- _Assigned task_
Reprint every entry, character for character.

[Data excerpts]
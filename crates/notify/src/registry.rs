//! Observer discovery seam.

use std::sync::Arc;

use crate::traits::Observer;

/// Source of the currently-connected observers, queried at each delivery.
pub trait ObserverRegistry: Send + Sync {
    fn current(&self) -> Vec<Arc<dyn Observer>>;
}

/// A fixed observer set, configured once at startup.
pub struct StaticObservers {
    observers: Vec<Arc<dyn Observer>>,
}

impl StaticObservers {
    pub fn new(observers: Vec<Arc<dyn Observer>>) -> Self {
        Self { observers }
    }
}

impl ObserverRegistry for StaticObservers {
    fn current(&self) -> Vec<Arc<dyn Observer>> {
        self.observers.clone()
    }
}
//! Error type for configuration loading.

use thiserror::Error;

/// Errors that can occur while loading the curfew config file.
#[derive(Error, Debug)]
pub enum ConfigError {
    /// Filesystem I/O error (missing file, permissions, ...).
    #[error("IO error: {0}")]
    Io(#[from] std::io::Error),

    /// YAML parse/deserialization error.
    #[error("YAML parse error: {0}")]
    Parse(#[from] serde_yaml::Error),
}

- _Exercise solution_
filename crates/notify/src/registry.rs
//! Observer discovery seam.

use std::sync::Arc;

use crate::traits::Observer;

/// Source of the currently-connected observers, queried at each delivery.
pub trait ObserverRegistry: Send + Sync {
    fn current(&self) -> Vec<Arc<dyn Observer>>;
}

/// A fixed observer set, configured once at startup.
pub struct StaticObservers {
    observers: Vec<Arc<dyn Observer>>,
}

impl StaticObservers {
    pub fn new(observers: Vec<Arc<dyn Observer>>) -> Self {
        Self { observers }
    }
}

impl ObserverRegistry for StaticObservers {
    fn current(&self) -> Vec<Arc<dyn Observer>> {
        self.observers.clone()
    }
}
//! Error type for configuration loading.

use thiserror::Error;

/// Errors that can occur while loading the curfew config file.
#[derive(Error, Debug)]
pub enum ConfigError {
    /// Filesystem I/O error (missing file, permissions, ...).
    #[error("IO error: {0}")]
    Io(#[from] std::io::Error),

    /// YAML parse/deserialization error.
    #[error("YAML parse error: {0}")]
    Parse(#[from] serde_yaml::Error),
}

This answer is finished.